Ein herber Rückschlag für sie. Das machte sich auch in ihrem Ausdruck sichtbar.
„Scheiß Wichser“, murmelte sie gekränkt und stand mit den beiden Papieren in der Hand auf.
„Das hast du davon.“ Sie hielt zwei leere Steckbriefe in den Händen. Die Papiere sahen aus wie Arbeitsblätter für eine Schulklasse im anfänglichen Mittelstufenbereich.
Kurzerhand faltete sie die Blätter und steckte sie in ihre Handtasche, ehe sie mit eingezogenem Genick weitermarschierte.

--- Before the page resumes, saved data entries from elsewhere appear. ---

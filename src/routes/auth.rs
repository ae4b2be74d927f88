// SPDX-License-Identifier: MIT
// Copyright 2026 Roland Dreier <roland@rolandd.dev>

//! OAuth login, token refresh and logout routes.

use axum::{
    extract::{Query, State},
    response::Redirect,
    routing::{get, post},
    Json, Router,
};
use axum_extra::extract::cookie::{Cookie, CookieJar, SameSite};
use serde::{Deserialize, Serialize};
use std::sync::Arc;

use crate::error::{AuthError, Result};
use crate::middleware::auth::ACCESS_TOKEN_COOKIE;
use crate::models::TokenPair;
use crate::services::oauth_state::{sign_state, verify_state};
use crate::AppState;

pub fn routes() -> Router<Arc<AppState>> {
    Router::new()
        .route("/api/v1/auth/oauth/login", get(oauth_login))
        .route("/api/v1/auth/oauth/callback", get(oauth_callback))
        .route("/api/v1/auth/refresh", post(refresh))
        .route("/api/v1/auth/logout", post(logout))
}

/// Query parameters for starting OAuth flow.
#[derive(Deserialize)]
pub struct LoginParams {
    provider: String,
}

/// Start OAuth flow - redirect to the provider's consent page.
async fn oauth_login(
    State(state): State<Arc<AppState>>,
    Query(params): Query<LoginParams>,
) -> Result<Redirect> {
    let oauth_state = sign_state(&state.config.oauth_state_key)?;
    let auth_url = state
        .auth
        .initiate_login_for(&params.provider, &oauth_state)?;

    tracing::info!(provider = %params.provider, "Starting OAuth flow");
    Ok(Redirect::temporary(&auth_url))
}

#[derive(Deserialize)]
pub struct CallbackParams {
    #[serde(default)]
    code: Option<String>,
    #[serde(default)]
    state: Option<String>,
    #[serde(default)]
    error: Option<String>,
}

/// OAuth callback - exchange code, resolve the user, issue a session.
async fn oauth_callback(
    State(state): State<Arc<AppState>>,
    jar: CookieJar,
    Query(params): Query<CallbackParams>,
) -> Result<(CookieJar, Json<TokenPair>)> {
    if let Some(error) = params.error {
        tracing::warn!(error = %error, "OAuth error from provider");
        return Err(AuthError::InvalidCredentials);
    }

    let state_ok = params
        .state
        .as_deref()
        .is_some_and(|s| verify_state(s, &state.config.oauth_state_key));
    if !state_ok {
        tracing::warn!("Invalid or missing OAuth state parameter");
        return Err(AuthError::InvalidCredentials);
    }

    let code = params
        .code
        .filter(|c| !c.is_empty())
        .ok_or(AuthError::InvalidCredentials)?;

    let pair = state.auth.handle_callback(&code).await?;
    let jar = jar.add(access_cookie(&state, pair.access_token.clone()));

    Ok((jar, Json(pair)))
}

#[derive(Deserialize)]
pub struct RefreshRequest {
    refresh_token: String,
}

/// Exchange a refresh token for a new pair; the old one stops working.
async fn refresh(
    State(state): State<Arc<AppState>>,
    jar: CookieJar,
    Json(body): Json<RefreshRequest>,
) -> Result<(CookieJar, Json<TokenPair>)> {
    let pair = state.auth.refresh(&body.refresh_token).await?;
    let jar = jar.add(access_cookie(&state, pair.access_token.clone()));

    Ok((jar, Json(pair)))
}

#[derive(Serialize)]
pub struct MessageResponse {
    pub message: String,
}

/// Revoke one refresh token and clear the access cookie.
async fn logout(
    State(state): State<Arc<AppState>>,
    jar: CookieJar,
    Json(body): Json<RefreshRequest>,
) -> Result<(CookieJar, Json<MessageResponse>)> {
    state.auth.logout(&body.refresh_token).await?;

    Ok((
        jar.remove(Cookie::build(ACCESS_TOKEN_COOKIE).path("/")),
        Json(MessageResponse {
            message: "Logged out".to_string(),
        }),
    ))
}

/// Browser copy of the access token. Session-scoped; the JWT carries its
/// own expiry.
pub(crate) fn access_cookie(state: &AppState, token: String) -> Cookie<'static> {
    Cookie::build((ACCESS_TOKEN_COOKIE, token))
        .path("/")
        .http_only(true)
        .same_site(SameSite::Lax)
        .secure(state.config.frontend_url.starts_with("https://"))
        .build()
}

#[cfg(test)]
mod tests {
    use super::*;
    use crate::config::Config;
    use crate::services::GoogleOAuth;

    fn state(frontend_url: &str) -> AppState {
        let mut config = Config::test_default();
        config.frontend_url = frontend_url.to_string();
        let google = GoogleOAuth::new(config.google.clone()).unwrap();
        AppState::new(config, Arc::new(google))
    }

    #[test]
    fn test_access_cookie_localhost() {
        let cookie = access_cookie(&state("http://localhost:5173"), "t".to_string());
        let rendered = cookie.to_string();

        assert!(rendered.starts_with("algosim_token=t"));
        assert!(rendered.contains("HttpOnly"));
        assert!(rendered.contains("SameSite=Lax"));
        assert!(rendered.contains("Path=/"));
        assert!(!rendered.contains("Secure"));
    }

    #[test]
    fn test_access_cookie_secure_for_https_frontend() {
        let cookie = access_cookie(&state("https://algosim.example.com"), "t".to_string());
        assert!(cookie.to_string().contains("Secure"));
    }
}
// SPDX-License-Identifier: MIT
// Copyright 2026 Roland Dreier <roland@rolandd.dev>

//! Session credential issuance and verification.
//!
//! Access tokens are self-contained HS256 JWTs and are never stored.
//! Refresh tokens are opaque random strings backed by a stored record,
//! so they can be revoked.

use crate::config::Config;
use crate::error::{AuthError, Result, TokenKind};
use crate::models::{RefreshToken, User};
use base64::{engine::general_purpose::URL_SAFE_NO_PAD, Engine as _};
use chrono::{DateTime, Utc};
use jsonwebtoken::errors::ErrorKind;
use jsonwebtoken::{decode, decode_header, encode, Algorithm, DecodingKey, EncodingKey, Header, Validation};
use ring::rand::{SecureRandom, SystemRandom};
use serde::{Deserialize, Serialize};
use std::time::Duration;
use uuid::Uuid;

/// Refresh tokens last 24 hours unless configured otherwise.
pub const DEFAULT_REFRESH_TOKEN_TTL: Duration = Duration::from_secs(24 * 60 * 60);

const REFRESH_TOKEN_BYTES: usize = 32;
const ALGORITHM: Algorithm = Algorithm::HS256;

/// JWT claims structure.
#[derive(Debug, Clone, PartialEq, Eq, Serialize, Deserialize)]
pub struct Claims {
    /// Subject (local user id)
    pub sub: String,
    pub email: String,
    /// Issued at (Unix timestamp)
    pub iat: i64,
    /// Not before (Unix timestamp)
    pub nbf: i64,
    /// Expiration time (Unix timestamp)
    pub exp: i64,
}

impl Claims {
    /// The subject parsed as a user id.
    pub fn user_id(&self) -> Result<Uuid> {
        Uuid::parse_str(&self.sub).map_err(|_| AuthError::InvalidToken)
    }
}

/// A freshly minted credential pair. The caller persists `refresh`.
#[derive(Debug, Clone)]
pub struct IssuedTokens {
    pub access_token: String,
    pub refresh: RefreshToken,
}

/// Stateless issuer/validator for session credentials.
#[derive(Clone)]
pub struct TokenIssuer {
    encoding_key: EncodingKey,
    decoding_key: DecodingKey,
    access_ttl: Duration,
    refresh_ttl: Duration,
    rng: SystemRandom,
}

impl TokenIssuer {
    pub fn new(secret: &[u8], access_ttl: Duration, refresh_ttl: Duration) -> Self {
        Self {
            encoding_key: EncodingKey::from_secret(secret),
            decoding_key: DecodingKey::from_secret(secret),
            access_ttl,
            refresh_ttl,
            rng: SystemRandom::new(),
        }
    }

    pub fn from_config(config: &Config) -> Self {
        Self::new(
            &config.jwt_secret,
            config.access_token_ttl,
            config.refresh_token_ttl,
        )
    }

    pub fn access_ttl(&self) -> Duration {
        self.access_ttl
    }

    /// Mint an access token and a companion refresh-token record for `user`.
    pub fn issue(&self, user: &User) -> Result<IssuedTokens> {
        let now = Utc::now();
        let access_token = self.sign_access_token(user, now)?;

        let refresh_expires_at = chrono::Duration::from_std(self.refresh_ttl)
            .ok()
            .and_then(|ttl| now.checked_add_signed(ttl))
            .ok_or_else(|| AuthError::Internal(anyhow::anyhow!("Refresh TTL out of range")))?;
        let refresh = RefreshToken::new(user.id, self.random_secret()?, refresh_expires_at);

        Ok(IssuedTokens {
            access_token,
            refresh,
        })
    }

    fn sign_access_token(&self, user: &User, now: DateTime<Utc>) -> Result<String> {
        let iat = now.timestamp();
        let exp = i64::try_from(self.access_ttl.as_secs())
            .ok()
            .and_then(|ttl| iat.checked_add(ttl))
            .ok_or_else(|| AuthError::Internal(anyhow::anyhow!("Access TTL out of range")))?;
        let claims = Claims {
            sub: user.id.to_string(),
            email: user.email.clone(),
            iat,
            nbf: iat,
            exp,
        };

        encode(&Header::new(ALGORITHM), &claims, &self.encoding_key)
            .map_err(|e| AuthError::Internal(anyhow::anyhow!("JWT creation failed: {}", e)))
    }

    fn random_secret(&self) -> Result<String> {
        let mut bytes = [0u8; REFRESH_TOKEN_BYTES];
        self.rng
            .fill(&mut bytes)
            .map_err(|_| AuthError::Internal(anyhow::anyhow!("System RNG failure")))?;
        Ok(URL_SAFE_NO_PAD.encode(bytes))
    }

    /// Verify signature, algorithm, and time window; return the claims.
    pub fn validate(&self, token: &str) -> Result<Claims> {
        // Reject foreign algorithms before touching the signature.
        let header = decode_header(token).map_err(|_| AuthError::InvalidToken)?;
        if header.alg != ALGORITHM {
            tracing::debug!(alg = ?header.alg, "Rejected token with unexpected algorithm");
            return Err(AuthError::InvalidSignature);
        }

        let mut validation = Validation::new(ALGORITHM);
        validation.leeway = 0;
        validation.validate_nbf = true;
        validation.set_required_spec_claims(&["exp", "nbf", "sub"]);

        let data = decode::<Claims>(token, &self.decoding_key, &validation).map_err(|e| {
            match e.kind() {
                ErrorKind::InvalidSignature | ErrorKind::InvalidAlgorithm => {
                    AuthError::InvalidSignature
                }
                ErrorKind::ExpiredSignature => AuthError::Expired(TokenKind::AccessToken),
                ErrorKind::ImmatureSignature => AuthError::NotYetValid,
                _ => AuthError::InvalidToken,
            }
        })?;

        // Reject subjects that cannot name a user.
        data.claims.user_id()?;
        Ok(data.claims)
    }

    /// Check a stored refresh record against the current time.
    pub fn validate_refresh(&self, record: &RefreshToken) -> Result<()> {
        if record.is_expired_at(Utc::now()) {
            return Err(AuthError::Expired(TokenKind::RefreshToken));
        }
        Ok(())
    }
}
// SPDX-License-Identifier: MIT
// Copyright 2026 Roland Dreier <roland@rolandd.dev>

//! Error taxonomy for the authentication engine, with consistent API responses.

use axum::{
    http::StatusCode,
    response::{IntoResponse, Response},
    Json,
};
use serde::Serialize;
use std::fmt;

/// Stored entity kinds, used to say *what* was missing or duplicated.
#[derive(Debug, Clone, Copy, PartialEq, Eq)]
pub enum Entity {
    User,
    RefreshToken,
}

impl fmt::Display for Entity {
    fn fmt(&self, f: &mut fmt::Formatter<'_>) -> fmt::Result {
        match self {
            Entity::User => f.write_str("user"),
            Entity::RefreshToken => f.write_str("refresh token"),
        }
    }
}

/// Credential kinds that carry an expiry.
#[derive(Debug, Clone, Copy, PartialEq, Eq)]
pub enum TokenKind {
    AccessToken,
    RefreshToken,
}

impl fmt::Display for TokenKind {
    fn fmt(&self, f: &mut fmt::Formatter<'_>) -> fmt::Result {
        match self {
            TokenKind::AccessToken => f.write_str("access token"),
            TokenKind::RefreshToken => f.write_str("refresh token"),
        }
    }
}

/// Authentication error type that converts to HTTP responses.
#[derive(Debug, thiserror::Error)]
pub enum AuthError {
    #[error("{0} not found")]
    NotFound(Entity),

    #[error("{0} already exists")]
    AlreadyExists(Entity),

    #[error("Invalid credentials")]
    InvalidCredentials,

    #[error("Invalid token")]
    InvalidToken,

    #[error("Invalid token signature")]
    InvalidSignature,

    #[error("{0} expired")]
    Expired(TokenKind),

    #[error("Token not yet valid")]
    NotYetValid,

    #[error("OAuth code exchange failed")]
    ExchangeFailed,

    #[error("OAuth profile fetch failed")]
    ProfileFetchFailed,

    #[error("OAuth provider not supported: {0}")]
    ProviderUnsupported(String),

    /// An error annotated with the step of the auth flow that produced it.
    #[error("failed to {stage}: {source}")]
    Stage {
        stage: &'static str,
        #[source]
        source: Box<AuthError>,
    },

    #[error("Internal error: {0}")]
    Internal(#[from] anyhow::Error),
}

impl AuthError {
    /// Innermost error, with all stage annotations peeled off.
    pub fn root(&self) -> &AuthError {
        let mut err = self;
        while let AuthError::Stage { source, .. } = err {
            err = source;
        }
        err
    }

    /// Outermost stage annotation, if any.
    pub fn stage(&self) -> Option<&'static str> {
        match self {
            AuthError::Stage { stage, .. } => Some(stage),
            _ => None,
        }
    }

    pub fn is_not_found(&self) -> bool {
        matches!(self.root(), AuthError::NotFound(_))
    }

    pub fn is_expired(&self) -> bool {
        matches!(self.root(), AuthError::Expired(_))
    }
}

/// Attach the failing stage to an error on its way up to the caller.
pub trait StageExt<T> {
    fn stage(self, stage: &'static str) -> Result<T>;
}

impl<T> StageExt<T> for Result<T> {
    fn stage(self, stage: &'static str) -> Result<T> {
        self.map_err(|source| AuthError::Stage {
            stage,
            source: Box::new(source),
        })
    }
}

/// JSON error response body
#[derive(Serialize)]
struct ErrorResponse {
    error: String,
    #[serde(skip_serializing_if = "Option::is_none")]
    details: Option<String>,
}

impl IntoResponse for AuthError {
    fn into_response(self) -> Response {
        let stage = self.stage();
        let (status, error, details) = match self.root() {
            AuthError::NotFound(entity) => (
                StatusCode::NOT_FOUND,
                "not_found",
                Some(format!("{} not found", entity)),
            ),
            AuthError::AlreadyExists(entity) => (
                StatusCode::CONFLICT,
                "already_exists",
                Some(format!("{} already exists", entity)),
            ),
            AuthError::InvalidCredentials => {
                (StatusCode::UNAUTHORIZED, "invalid_credentials", None)
            }
            AuthError::InvalidToken | AuthError::InvalidSignature | AuthError::NotYetValid => {
                (StatusCode::UNAUTHORIZED, "invalid_token", None)
            }
            AuthError::Expired(kind) => (
                StatusCode::UNAUTHORIZED,
                "expired",
                Some(format!("{} expired", kind)),
            ),
            AuthError::ProviderUnsupported(provider) => (
                StatusCode::BAD_REQUEST,
                "provider_unsupported",
                Some(provider.clone()),
            ),
            AuthError::ExchangeFailed | AuthError::ProfileFetchFailed => {
                tracing::warn!(stage = stage.unwrap_or("oauth"), error = %self, "OAuth provider error");
                (
                    StatusCode::BAD_GATEWAY,
                    "provider_error",
                    Some(self.root().to_string()),
                )
            }
            AuthError::Internal(_) | AuthError::Stage { .. } => {
                tracing::error!(stage = stage.unwrap_or("unknown"), error = %self, "Internal server error");
                (StatusCode::INTERNAL_SERVER_ERROR, "internal_error", None)
            }
        };

        let body = ErrorResponse {
            error: error.to_string(),
            details,
        };

        (status, Json(body)).into_response()
    }
}

/// Result type alias for the engine and its handlers
pub type Result<T> = std::result::Result<T, AuthError>;
// SPDX-License-Identifier: MIT
// Copyright 2026 Roland Dreier <roland@rolandd.dev>

//! User management on top of the user and token stores.

use crate::db::{TokenStore, UserStore};
use crate::error::{AuthError, Entity, Result, StageExt};
use crate::models::User;
use chrono::Utc;
use std::sync::Arc;
use uuid::Uuid;

#[derive(Clone)]
pub struct UserService {
    users: Arc<dyn UserStore>,
    tokens: Arc<dyn TokenStore>,
}

impl UserService {
    pub fn new(users: Arc<dyn UserStore>, tokens: Arc<dyn TokenStore>) -> Self {
        Self { users, tokens }
    }

    /// Register a user directly. Rejects an email that is already in use.
    pub async fn create_user(
        &self,
        email: &str,
        provider: &str,
        provider_id: &str,
    ) -> Result<User> {
        match self.users.find_by_email(email).await {
            Ok(_) => return Err(AuthError::AlreadyExists(Entity::User)),
            Err(AuthError::NotFound(_)) => {}
            Err(e) => return Err(e),
        }

        let user = User::new(email, provider, provider_id);
        self.users.create(&user).await?;
        Ok(user)
    }

    pub async fn get_user(&self, id: Uuid) -> Result<User> {
        self.users.find_by_id(id).await
    }

    pub async fn get_user_by_email(&self, email: &str) -> Result<User> {
        self.users.find_by_email(email).await
    }

    pub async fn get_user_by_provider(&self, provider: &str, provider_id: &str) -> Result<User> {
        self.users.find_by_provider_id(provider, provider_id).await
    }

    /// Replace a stored user, stamping `updated_at`. The id and creation
    /// time of the stored record are kept.
    pub async fn update_user(&self, user: &User) -> Result<User> {
        let existing = self.users.find_by_id(user.id).await?;

        let updated = User {
            created_at: existing.created_at,
            updated_at: Utc::now(),
            ..user.clone()
        };
        self.users.update(&updated).await?;
        Ok(updated)
    }

    /// Remove an account and every refresh token it owns.
    ///
    /// Tokens go first so a failure part-way never leaves live sessions
    /// for a deleted user.
    pub async fn delete_user(&self, id: Uuid) -> Result<()> {
        self.users.find_by_id(id).await.stage("find user")?;

        let revoked = self
            .tokens
            .delete_by_user_id(id)
            .await
            .stage("revoke sessions")?;
        self.users.delete(id).await.stage("delete user")?;

        tracing::info!(user_id = %id, revoked, "User deleted");
        Ok(())
    }
}

#[cfg(test)]
mod tests {
    use super::*;
    use crate::db::{MemoryTokenStore, MemoryUserStore};
    use crate::models::RefreshToken;

    fn service() -> (UserService, Arc<MemoryUserStore>, Arc<MemoryTokenStore>) {
        let users = Arc::new(MemoryUserStore::new());
        let tokens = Arc::new(MemoryTokenStore::new());
        (UserService::new(users.clone(), tokens.clone()), users, tokens)
    }

    #[tokio::test]
    async fn test_create_user_rejects_duplicate_email() {
        let (svc, _, _) = service();
        svc.create_user("a@example.com", "google", "g-1").await.unwrap();

        let err = svc
            .create_user("a@example.com", "google", "g-2")
            .await
            .unwrap_err();
        assert!(matches!(err, AuthError::AlreadyExists(Entity::User)));
    }

    #[tokio::test]
    async fn test_lookups() {
        let (svc, _, _) = service();
        let user = svc.create_user("a@example.com", "google", "g-1").await.unwrap();

        assert_eq!(svc.get_user(user.id).await.unwrap(), user);
        assert_eq!(svc.get_user_by_email("a@example.com").await.unwrap(), user);
        assert_eq!(svc.get_user_by_provider("google", "g-1").await.unwrap(), user);
        assert!(svc.get_user(Uuid::new_v4()).await.unwrap_err().is_not_found());
    }

    #[tokio::test]
    async fn test_update_user_stamps_updated_at() {
        let (svc, _, _) = service();
        let user = svc.create_user("a@example.com", "google", "g-1").await.unwrap();

        let mut changed = user.clone();
        changed.email = "b@example.com".to_string();
        changed.created_at = Utc::now() + chrono::Duration::days(1);
        let updated = svc.update_user(&changed).await.unwrap();

        assert_eq!(updated.email, "b@example.com");
        assert_eq!(updated.created_at, user.created_at);
        assert!(updated.updated_at >= user.updated_at);
        assert_eq!(svc.get_user(user.id).await.unwrap(), updated);
    }

    #[tokio::test]
    async fn test_update_missing_user() {
        let (svc, _, _) = service();
        let err = svc
            .update_user(&User::new("a@example.com", "google", "g-1"))
            .await
            .unwrap_err();
        assert!(err.is_not_found());
    }

    #[tokio::test]
    async fn test_delete_user_revokes_tokens() {
        let (svc, users, tokens) = service();
        let user = svc.create_user("a@example.com", "google", "g-1").await.unwrap();
        let expires = Utc::now() + chrono::Duration::hours(1);
        tokens
            .create(&RefreshToken::new(user.id, "s1".to_string(), expires))
            .await
            .unwrap();
        tokens
            .create(&RefreshToken::new(user.id, "s2".to_string(), expires))
            .await
            .unwrap();

        svc.delete_user(user.id).await.unwrap();

        assert!(users.is_empty().await);
        assert!(tokens.is_empty().await);
        assert!(svc.delete_user(user.id).await.unwrap_err().is_not_found());
    }
}
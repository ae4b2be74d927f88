// SPDX-License-Identifier: MIT
// Copyright 2026 Roland Dreier <roland@rolandd.dev>

//! Races on the shared stores: duplicate callbacks and duplicate refreshes.

mod common;

const NUM_CONCURRENT_REQUESTS: usize = 16;

#[tokio::test(flavor = "multi_thread", worker_threads = 4)]
async fn test_concurrent_callbacks_create_one_user() {
    let app = common::test_state();

    let mut handles = vec![];
    for _ in 0..NUM_CONCURRENT_REQUESTS {
        let state = app.state.clone();
        handles.push(tokio::spawn(async move {
            state.auth.handle_callback("abc").await
        }));
    }

    let mut user_ids = vec![];
    for handle in handles {
        let pair = handle
            .await
            .expect("Task join failed")
            .expect("Callback failed");
        let user = app
            .state
            .auth
            .validate_access_token(&pair.access_token)
            .await
            .expect("Access token rejected");
        user_ids.push(user.id);
    }

    assert_eq!(app.users.len().await, 1, "Duplicate users created by race");
    assert_eq!(app.tokens.len().await, NUM_CONCURRENT_REQUESTS);
    assert!(user_ids.windows(2).all(|w| w[0] == w[1]));
}

#[tokio::test(flavor = "multi_thread", worker_threads = 4)]
async fn test_concurrent_refreshes_single_winner() {
    let app = common::test_state();
    let login = app.state.auth.handle_callback("abc").await.unwrap();

    let mut handles = vec![];
    for _ in 0..NUM_CONCURRENT_REQUESTS {
        let state = app.state.clone();
        let secret = login.refresh_token.clone();
        handles.push(tokio::spawn(async move { state.auth.refresh(&secret).await }));
    }

    let mut successes = 0;
    for handle in handles {
        match handle.await.expect("Task join failed") {
            Ok(_) => successes += 1,
            Err(e) => assert!(e.is_not_found(), "unexpected error: {}", e),
        }
    }

    assert_eq!(successes, 1, "A refresh token was redeemed more than once");
    assert_eq!(app.tokens.len().await, 1);
}

#[tokio::test(flavor = "multi_thread", worker_threads = 4)]
async fn test_concurrent_refresh_and_logout() {
    let app = common::test_state();
    let login = app.state.auth.handle_callback("abc").await.unwrap();

    let refresh = {
        let state = app.state.clone();
        let secret = login.refresh_token.clone();
        tokio::spawn(async move { state.auth.refresh(&secret).await })
    };
    let logout = {
        let state = app.state.clone();
        let secret = login.refresh_token.clone();
        tokio::spawn(async move { state.auth.logout(&secret).await })
    };

    let refreshed = refresh.await.expect("Task join failed");
    let logged_out = logout.await.expect("Task join failed");

    // Whichever ran second sees the record gone.
    assert!(refreshed.is_ok() ^ logged_out.is_ok());
    let expected_records = usize::from(refreshed.is_ok());
    assert_eq!(app.tokens.len().await, expected_records);
}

Rot leuchtete es und sie mussten stehen. Eine dicke arabische Frau, ganz in schwarz gehüllt und mit einem Kinderwagen, stand neben dem Pfosten der Ampel. Rechts von ihr zwei junge Mädchen, nicht älter als elf oder zwölf Jahre. Beide hatten langes, blondes Haar. Das etwas größere Mädchen bezauberte nebst ihren Haaren mit ihren himmelblauen Augen, während ihre Freundin ein unwiderstehliches Lächeln im Gesicht sitzen hatte. Zwei hübsche, liebe Mädchen, die auch sofort den pubertären Teenager rügten, der in seiner Baggy-Jeans bei Rot über die Ampel humpelte.